Write out, without any change, the lines in the material below that run from the line with "Feature values in" through the line with "pub fn kpis(&self)", both included.

- _The data_
□ □ □

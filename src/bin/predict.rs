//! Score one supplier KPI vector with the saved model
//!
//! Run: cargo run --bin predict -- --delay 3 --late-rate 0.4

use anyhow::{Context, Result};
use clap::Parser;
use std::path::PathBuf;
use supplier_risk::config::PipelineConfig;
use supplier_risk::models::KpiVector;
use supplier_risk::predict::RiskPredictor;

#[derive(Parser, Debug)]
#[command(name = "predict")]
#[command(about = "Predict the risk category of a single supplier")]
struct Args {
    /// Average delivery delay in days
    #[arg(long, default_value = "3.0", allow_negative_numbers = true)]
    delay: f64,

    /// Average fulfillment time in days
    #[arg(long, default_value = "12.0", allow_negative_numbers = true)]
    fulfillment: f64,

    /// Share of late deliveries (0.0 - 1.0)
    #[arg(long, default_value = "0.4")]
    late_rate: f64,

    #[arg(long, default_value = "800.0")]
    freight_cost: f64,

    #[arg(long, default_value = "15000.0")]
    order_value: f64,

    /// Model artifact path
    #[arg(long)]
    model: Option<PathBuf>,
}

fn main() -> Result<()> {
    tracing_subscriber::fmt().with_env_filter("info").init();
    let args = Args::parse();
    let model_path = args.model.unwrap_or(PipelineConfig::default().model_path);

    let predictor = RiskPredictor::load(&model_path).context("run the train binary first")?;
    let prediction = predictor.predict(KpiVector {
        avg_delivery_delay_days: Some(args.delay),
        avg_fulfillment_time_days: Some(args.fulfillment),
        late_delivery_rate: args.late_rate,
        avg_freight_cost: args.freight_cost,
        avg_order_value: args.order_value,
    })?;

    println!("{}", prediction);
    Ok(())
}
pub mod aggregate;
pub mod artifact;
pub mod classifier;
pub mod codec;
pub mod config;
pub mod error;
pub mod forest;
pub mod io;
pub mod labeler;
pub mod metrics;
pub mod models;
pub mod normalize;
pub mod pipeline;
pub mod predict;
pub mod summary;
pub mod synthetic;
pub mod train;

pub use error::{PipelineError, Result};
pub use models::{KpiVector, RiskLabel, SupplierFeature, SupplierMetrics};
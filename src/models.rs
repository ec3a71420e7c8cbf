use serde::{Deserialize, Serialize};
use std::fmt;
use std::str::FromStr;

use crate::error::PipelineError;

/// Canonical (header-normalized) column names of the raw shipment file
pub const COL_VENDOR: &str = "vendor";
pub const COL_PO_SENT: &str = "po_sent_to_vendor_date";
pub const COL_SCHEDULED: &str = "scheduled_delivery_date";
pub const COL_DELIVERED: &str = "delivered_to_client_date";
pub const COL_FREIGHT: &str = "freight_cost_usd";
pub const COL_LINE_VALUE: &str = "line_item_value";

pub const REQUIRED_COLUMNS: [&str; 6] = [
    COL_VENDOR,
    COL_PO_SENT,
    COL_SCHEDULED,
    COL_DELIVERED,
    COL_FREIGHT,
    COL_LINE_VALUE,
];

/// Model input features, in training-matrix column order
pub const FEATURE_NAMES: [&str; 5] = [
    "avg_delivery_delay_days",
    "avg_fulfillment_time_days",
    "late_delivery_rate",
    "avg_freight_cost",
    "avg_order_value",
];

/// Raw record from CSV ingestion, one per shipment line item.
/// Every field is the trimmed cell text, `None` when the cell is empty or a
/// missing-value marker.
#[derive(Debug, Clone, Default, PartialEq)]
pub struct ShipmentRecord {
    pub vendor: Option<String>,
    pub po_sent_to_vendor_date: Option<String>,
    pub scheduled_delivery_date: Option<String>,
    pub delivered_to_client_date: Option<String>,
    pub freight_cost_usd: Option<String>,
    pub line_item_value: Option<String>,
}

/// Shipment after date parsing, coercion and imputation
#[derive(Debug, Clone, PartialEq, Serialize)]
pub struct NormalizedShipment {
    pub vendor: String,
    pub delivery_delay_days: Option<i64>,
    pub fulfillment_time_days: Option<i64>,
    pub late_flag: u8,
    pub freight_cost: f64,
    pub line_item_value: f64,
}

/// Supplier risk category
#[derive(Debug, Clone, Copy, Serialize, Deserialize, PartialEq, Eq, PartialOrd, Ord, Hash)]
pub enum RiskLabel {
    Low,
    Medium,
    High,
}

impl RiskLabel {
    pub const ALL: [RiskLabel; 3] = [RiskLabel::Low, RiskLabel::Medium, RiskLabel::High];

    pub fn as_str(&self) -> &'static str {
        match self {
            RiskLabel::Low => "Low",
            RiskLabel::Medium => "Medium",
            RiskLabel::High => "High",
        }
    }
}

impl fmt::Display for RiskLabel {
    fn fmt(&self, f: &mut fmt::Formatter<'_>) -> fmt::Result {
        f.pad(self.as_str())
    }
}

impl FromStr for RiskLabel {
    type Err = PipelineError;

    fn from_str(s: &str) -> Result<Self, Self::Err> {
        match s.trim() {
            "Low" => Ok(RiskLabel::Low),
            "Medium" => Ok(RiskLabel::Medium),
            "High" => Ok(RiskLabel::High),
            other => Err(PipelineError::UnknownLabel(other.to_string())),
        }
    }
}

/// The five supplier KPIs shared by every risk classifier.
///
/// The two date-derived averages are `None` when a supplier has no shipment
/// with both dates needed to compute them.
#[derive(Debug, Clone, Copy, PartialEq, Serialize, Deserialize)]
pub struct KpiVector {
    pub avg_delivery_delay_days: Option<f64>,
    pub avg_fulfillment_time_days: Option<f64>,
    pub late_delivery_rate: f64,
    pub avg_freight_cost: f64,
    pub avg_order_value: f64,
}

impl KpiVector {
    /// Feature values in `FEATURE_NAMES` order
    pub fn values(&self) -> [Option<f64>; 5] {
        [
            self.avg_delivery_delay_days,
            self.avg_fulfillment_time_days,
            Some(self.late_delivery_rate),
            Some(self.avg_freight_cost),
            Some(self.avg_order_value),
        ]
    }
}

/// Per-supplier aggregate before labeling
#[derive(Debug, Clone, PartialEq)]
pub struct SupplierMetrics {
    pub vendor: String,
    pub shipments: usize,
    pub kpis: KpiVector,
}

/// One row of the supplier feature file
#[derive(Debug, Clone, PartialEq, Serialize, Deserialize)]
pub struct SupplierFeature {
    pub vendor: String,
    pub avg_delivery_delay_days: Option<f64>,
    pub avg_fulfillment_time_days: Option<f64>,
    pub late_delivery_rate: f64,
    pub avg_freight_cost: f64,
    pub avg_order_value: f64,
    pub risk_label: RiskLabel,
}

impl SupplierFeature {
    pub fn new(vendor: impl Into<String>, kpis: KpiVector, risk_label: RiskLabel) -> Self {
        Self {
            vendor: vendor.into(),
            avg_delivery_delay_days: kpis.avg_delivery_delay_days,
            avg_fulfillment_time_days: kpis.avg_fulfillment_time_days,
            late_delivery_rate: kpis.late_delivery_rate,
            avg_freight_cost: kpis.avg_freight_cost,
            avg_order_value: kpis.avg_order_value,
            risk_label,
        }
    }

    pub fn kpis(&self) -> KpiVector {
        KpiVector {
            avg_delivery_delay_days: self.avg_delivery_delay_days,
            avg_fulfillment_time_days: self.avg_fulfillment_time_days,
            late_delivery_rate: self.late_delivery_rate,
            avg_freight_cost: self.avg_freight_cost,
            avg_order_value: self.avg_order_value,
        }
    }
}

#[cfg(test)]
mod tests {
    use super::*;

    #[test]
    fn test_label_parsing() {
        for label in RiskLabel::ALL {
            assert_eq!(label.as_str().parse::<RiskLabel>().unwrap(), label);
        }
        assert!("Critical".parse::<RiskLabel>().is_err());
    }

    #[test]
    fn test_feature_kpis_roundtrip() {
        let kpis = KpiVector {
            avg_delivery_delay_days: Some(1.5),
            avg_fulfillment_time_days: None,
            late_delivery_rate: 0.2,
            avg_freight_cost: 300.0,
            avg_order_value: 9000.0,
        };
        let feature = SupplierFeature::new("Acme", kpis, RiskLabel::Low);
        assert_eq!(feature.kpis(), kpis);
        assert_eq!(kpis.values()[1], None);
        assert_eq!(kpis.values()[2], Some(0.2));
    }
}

□ □ □

- _Exercise response_
    /// Feature values in `FEATURE_NAMES` order
    pub fn values(&self) -> [Option<f64>; 5] {
        [
            self.avg_delivery_delay_days,
            self.avg_fulfillment_time_days,
            Some(self.late_delivery_rate),
            Some(self.avg_freight_cost),
            Some(self.avg_order_value),
        ]
    }
}

/// Per-supplier aggregate before labeling
#[derive(Debug, Clone, PartialEq)]
pub struct SupplierMetrics {
    pub vendor: String,
    pub shipments: usize,
    pub kpis: KpiVector,
}

/// One row of the supplier feature file
#[derive(Debug, Clone, PartialEq, Serialize, Deserialize)]
pub struct SupplierFeature {
    pub vendor: String,
    pub avg_delivery_delay_days: Option<f64>,
    pub avg_fulfillment_time_days: Option<f64>,
    pub late_delivery_rate: f64,
    pub avg_freight_cost: f64,
    pub avg_order_value: f64,
    pub risk_label: RiskLabel,
}

impl SupplierFeature {
    pub fn new(vendor: impl Into<String>, kpis: KpiVector, risk_label: RiskLabel) -> Self {
        Self {
            vendor: vendor.into(),
            avg_delivery_delay_days: kpis.avg_delivery_delay_days,
            avg_fulfillment_time_days: kpis.avg_fulfillment_time_days,
            late_delivery_rate: kpis.late_delivery_rate,
            avg_freight_cost: kpis.avg_freight_cost,
            avg_order_value: kpis.avg_order_value,
            risk_label,
        }
    }

    pub fn kpis(&self) -> KpiVector {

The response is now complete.